MANHATTAN — New York has always maintained a reputation as a hub for bohemian fashion, so it's no surprise that these long hot summer days have given way to a street style harkening back to the freewheeling '60s.
The "Summer of Love" aesthetic — named for the 1967 phenomenon that saw hippies take to the street from the Village to San Francisco — continues to color fashion’s sensibilities more than four decades later.
Many New Yorkers have well-defined takes on "boho chic" — from rousing floral prints to bright, vibrant colors — inspiring us to take note of this buoyant concept associated with the fashion of evolving and savvy city-dwellers.

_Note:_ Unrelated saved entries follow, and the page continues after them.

use glam::DVec3;

/// WGS84 semi-major axis in metres.
pub const WGS84_A: f64 = 6_378_137.0;
/// WGS84 semi-minor axis in metres.
pub const WGS84_B: f64 = 6_356_752.314_245_179_3;

const CENTER_TOLERANCE_SQUARED: f64 = 0.1;
const NEWTON_EPSILON: f64 = 1e-12;
const MAX_NEWTON_ITERATIONS: usize = 64;
const ZERO_EPSILON: f64 = 1e-14;

/// Geodetic position: longitude/latitude in radians, height in metres.
#[derive(Debug, Clone, Copy, Default, PartialEq)]
pub struct Cartographic {
    pub longitude: f64,
    pub latitude: f64,
    pub height: f64,
}

/// Triaxial ellipsoid with the precomputed reciprocals used by the
/// surface projections.
#[derive(Debug, Clone, Copy, PartialEq)]
pub struct Ellipsoid {
    pub radii: DVec3,
    pub radii_squared: DVec3,
    pub one_over_radii: DVec3,
    pub one_over_radii_squared: DVec3,
}

impl Ellipsoid {
    pub fn new(radii: DVec3) -> Self {
        Self {
            radii,
            radii_squared: radii * radii,
            one_over_radii: DVec3::ONE / radii,
            one_over_radii_squared: DVec3::ONE / (radii * radii),
        }
    }

    pub fn wgs84() -> Self {
        Self::new(DVec3::new(WGS84_A, WGS84_A, WGS84_B))
    }

    /// Outward normal of the ellipsoid surface through `p`.
    pub fn geodetic_surface_normal(&self, p: DVec3) -> Option<DVec3> {
        if p.abs().max_element() < ZERO_EPSILON {
            return None;
        }
        Some((p * self.one_over_radii_squared).normalize())
    }

    /// Geodetic (radians, metres) to Earth-fixed cartesian.
    pub fn cartographic_to_cartesian(&self, c: Cartographic) -> DVec3 {
        let cos_lat = c.latitude.cos();
        let n = DVec3::new(
            cos_lat * c.longitude.cos(),
            cos_lat * c.longitude.sin(),
            c.latitude.sin(),
        )
        .normalize();
        let k = self.radii_squared * n;
        let gamma = n.dot(k).sqrt();
        k / gamma + n * c.height
    }

    /// Project `p` onto the surface along the geodetic normal.
    ///
    /// Returns `None` for points at the ellipsoid center or when Newton's
    /// iteration fails to converge.
    pub fn scale_to_geodetic_surface(&self, p: DVec3) -> Option<DVec3> {
        let p2 = p * p * self.one_over_radii * self.one_over_radii;
        let squared_norm = p2.x + p2.y + p2.z;
        let ratio = (1.0 / squared_norm).sqrt();
        let intersection = p * ratio;

        if squared_norm < CENTER_TOLERANCE_SQUARED {
            return ratio.is_finite().then_some(intersection);
        }

        let gradient = intersection * self.one_over_radii_squared * 2.0;
        let mut lambda = (1.0 - ratio) * p.length() / (0.5 * gradient.length());
        let mut correction = 0.0;

        for _ in 0..MAX_NEWTON_ITERATIONS {
            lambda -= correction;
            let multiplier = DVec3::ONE / (DVec3::ONE + self.one_over_radii_squared * lambda);
            let m2 = multiplier * multiplier;
            let m3 = m2 * multiplier;

            let func = p2.x * m2.x + p2.y * m2.y + p2.z * m2.z - 1.0;
            if func.abs() <= NEWTON_EPSILON {
                return Some(p * multiplier);
            }

            let denominator = p2.x * m3.x * self.one_over_radii_squared.x
                + p2.y * m3.y * self.one_over_radii_squared.y
                + p2.z * m3.z * self.one_over_radii_squared.z;
            let derivative = -2.0 * denominator;
            correction = func / derivative;
            if !correction.is_finite() {
                return None;
            }
        }
        None
    }

    /// Earth-fixed cartesian to geodetic; `None` near the center.
    pub fn cartesian_to_cartographic(&self, p: DVec3) -> Option<Cartographic> {
        let surface = self.scale_to_geodetic_surface(p)?;
        let n = self.geodetic_surface_normal(surface)?;
        let h = p - surface;
        let sign = h.dot(p).signum();
        let height = if h.dot(p) == 0.0 { 0.0 } else { sign * h.length() };
        Some(Cartographic {
            longitude: n.y.atan2(n.x),
            latitude: n.z.asin(),
            height,
        })
    }
}

impl Default for Ellipsoid {
    fn default() -> Self {
        Self::wgs84()
    }
}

An ethereal flurry of flora and leafy foliage has heavily permeated the streets with the vigor of the summer season’s most captivating prints. Subtle and at times bold, these intoxicating bouquets of beauty reveal fashion’s taste for nature and love of diaphanous textiles. The streets clearly reflect the revitalization of illustrated artistic pints in textiles, which has been an emerging trend over the past few fashion seasons.
One designer championing the hues of nature, Barbara Tfank, offers a new sophistication in color direction. Her Resort 2013 collection featured a palate of vibrant yellow and pink draws inspired by the aurora borealis, or nothern lights.
Street Chic also caught sight of a similarly bold color direction in a floor-length sundress showcasing palm leaves in fuchsia, teal, chartreuse, clay and black — accessorized with beaded bangles, earrings and beaded sandals.
The aesthetic reached its height with a dramatic trio of peacock, orchid and rose boutonnières worn on crisp white jackets accompanied by mint rep ties — worn by grooms E. Dale Smith and Michael Gallo, en route to their recent wedding reception in the Village.
Graphic influences also played a role in this summer's bold print looks. We observed a sheer black top with Alphonse Mucha-style stars, and a T-shirt with a woodblock print of roses that was coolly brought together with camp shorts.
The fresh fashion direction of these new "flower children" is not retro nor costumey — but rather shows New Yorkers' ownership a unique style as they strut the streets during their own summer of love.